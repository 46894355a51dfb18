//! Designer session: one canvas shared by every garment variant.
//!
//! The session owns the canvas, the clip engine, per-variant history and the
//! stored scenes, and rebuilds the canvas whenever the selected variant
//! changes. Everything runs on one thread; state lives in `RefCell`s and no
//! borrow is held across an `.await`.

mod editing;
mod file_io;
mod transition;

pub use file_io::{SavedDesign, SavedImages, SessionSnapshot, SnapshotError, SNAPSHOT_VERSION};

use crate::assets::{AssetCache, AssetLoader};
use crate::canvas::Canvas;
use crate::capture::CaptureService;
use crate::clip::ClipEngine;
use crate::debounce::EditDebouncer;
use crate::font_manager::FontRegistry;
use crate::history::HistoryManager;
use crate::pricing::{PricingResolver, Quote};
use crate::print_area::PrintAreaCalculator;
use crate::serialization::{SceneCodec, SceneDocument};
use crate::transition::TransitionController;
use crate::variant_store::VariantStateStore;
use garmentkit_core::{DesignerEvent, EventBus, HistoryEvent, Side, Variant, VariantKey};
use garmentkit_settings::{Config, ConfigResult};
use std::cell::{Ref, RefCell};
use std::rc::Rc;

const FALLBACK_COLOR: &str = "white";

#[derive(Debug, Clone)]
struct SessionState {
    /// Selection the user asked for most recently.
    variant: Variant,
    /// Variant whose scene is fully installed on the canvas. `None` while a
    /// rebuild is in flight.
    canvas_key: Option<VariantKey>,
    /// The stored scene for `canvas_key` failed to decode and nothing has
    /// been edited since, so the canvas must not overwrite it.
    degraded: bool,
}

/// Headless garment designer.
pub struct DesignerSession {
    config: Config,
    canvas: RefCell<Canvas>,
    clip: RefCell<ClipEngine>,
    history: RefCell<HistoryManager>,
    store: RefCell<VariantStateStore>,
    state: RefCell<SessionState>,
    transitions: TransitionController,
    debouncer: EditDebouncer,
    assets: Rc<AssetCache>,
    codec: SceneCodec,
    fonts: RefCell<FontRegistry>,
    capture: CaptureService,
    pricing: PricingResolver,
    events: EventBus,
}

impl DesignerSession {
    /// Creates a session on the configured default garment, its first color
    /// and the front side. Call [`DesignerSession::initialize`] before use.
    pub fn new(config: Config, loader: Rc<dyn AssetLoader>) -> ConfigResult<Self> {
        config.validate()?;

        let garment = config.designer.default_garment.clone();
        let color = config
            .garment(&garment)?
            .default_color()
            .unwrap_or(FALLBACK_COLOR)
            .to_string();

        let assets = Rc::new(AssetCache::new(loader));
        let designer = &config.designer;

        Ok(Self {
            canvas: RefCell::new(Canvas::new(designer.canvas_width, designer.canvas_height)),
            clip: RefCell::new(ClipEngine::new(PrintAreaCalculator::new(&config))),
            history: RefCell::new(HistoryManager::new(designer.history_limit)),
            store: RefCell::new(VariantStateStore::new()),
            state: RefCell::new(SessionState {
                variant: Variant::new(garment, color, Side::Front),
                canvas_key: None,
                degraded: false,
            }),
            transitions: TransitionController::new(),
            debouncer: EditDebouncer::from_millis(designer.debounce_ms),
            codec: SceneCodec::new(Rc::clone(&assets)),
            assets,
            fonts: RefCell::new(FontRegistry::new(designer.default_font_family.clone())),
            capture: CaptureService::new(config.capture.clone()),
            pricing: PricingResolver::new(&config),
            events: EventBus::new(),
            config,
        })
    }

    pub fn config(&self) -> &Config {
        &self.config
    }

    /// The live canvas. Do not hold the borrow across an await.
    pub fn canvas(&self) -> Ref<'_, Canvas> {
        self.canvas.borrow()
    }

    /// Bus carrying transition, history and design events.
    pub fn events(&self) -> &EventBus {
        &self.events
    }

    pub fn assets(&self) -> &Rc<AssetCache> {
        &self.assets
    }

    pub fn clip_engine(&self) -> Ref<'_, ClipEngine> {
        self.clip.borrow()
    }

    /// Per-variant undo history.
    pub fn history(&self) -> Ref<'_, HistoryManager> {
        self.history.borrow()
    }

    pub fn fonts(&self) -> Ref<'_, FontRegistry> {
        self.fonts.borrow()
    }

    /// Currently selected variant.
    pub fn variant(&self) -> Variant {
        self.state.borrow().variant.clone()
    }

    /// Variant whose scene is installed on the canvas, if no rebuild is in flight.
    pub fn canvas_variant(&self) -> Option<VariantKey> {
        self.state.borrow().canvas_key.clone()
    }

    /// Whether a canvas rebuild is in progress.
    pub fn is_restoring(&self) -> bool {
        self.transitions.is_restoring()
    }

    /// Stored scene of a variant.
    pub fn stored_scene(&self, garment: &str, side: Side) -> Option<Rc<SceneDocument>> {
        self.store.borrow().get(garment, side)
    }

    /// Whether the current variant has something to undo.
    pub fn can_undo(&self) -> bool {
        let key = self.variant().key();
        self.history.borrow().can_undo(&key)
    }

    pub fn can_redo(&self) -> bool {
        let key = self.variant().key();
        self.history.borrow().can_redo(&key)
    }

    /// Record the live canvas as the present state of its variant.
    ///
    /// Does nothing while a rebuild is in progress, when no variant is
    /// installed, or when the canvas shows a scene that failed to load.
    pub fn commit_now(&self) {
        self.debouncer.cancel();
        if self.transitions.is_restoring() {
            tracing::trace!("Commit skipped while restoring");
            return;
        }
        let key = {
            let state = self.state.borrow();
            match &state.canvas_key {
                Some(key) if !state.degraded => key.clone(),
                _ => return,
            }
        };
        self.commit_canvas(&key);
    }

    fn commit_canvas(&self, key: &VariantKey) {
        let doc = SceneCodec::serialize(&self.canvas.borrow());
        self.store.borrow_mut().set(&key.garment, key.side, doc.clone());
        let outcome = self.history.borrow_mut().commit(key, doc);
        tracing::trace!("Commit {}: {:?}", key, outcome);
        self.publish_history(key);
    }

    fn publish_history(&self, key: &VariantKey) {
        let (can_undo, can_redo) = {
            let history = self.history.borrow();
            (history.can_undo(key), history.can_redo(key))
        };
        self.events
            .publish(DesignerEvent::History(HistoryEvent::Changed {
                key: key.clone(),
                can_undo,
                can_redo,
            }));
    }

    /// Whether a side of a garment carries artwork. The live canvas answers
    /// for the variant it shows; other variants answer from the store.
    pub fn side_has_content(&self, garment: &str, side: Side) -> bool {
        let live = {
            let state = self.state.borrow();
            state
                .canvas_key
                .as_ref()
                .is_some_and(|key| key.garment == garment && key.side == side)
        };
        if live {
            self.canvas.borrow().has_content()
        } else {
            self.store.borrow().has_content(garment, side)
        }
    }

    /// Price of the selected garment's design, or `None` when nothing is
    /// printed yet.
    pub fn quote(&self) -> Option<Quote> {
        let garment = self.variant().garment;
        self.quote_for(&garment)
    }

    /// Price for `garment` given which of its sides carry artwork.
    pub fn quote_for(&self, garment: &str) -> Option<Quote> {
        let front = self.side_has_content(garment, Side::Front);
        let back = self.side_has_content(garment, Side::Back);
        self.pricing.price(garment, front, back)
    }
}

**WORK REQUIRED:**
On how many lines of the data does the word "crate" appear? Only the number is wanted.

**SOLUTION FOR THIS EXERCISE:**
12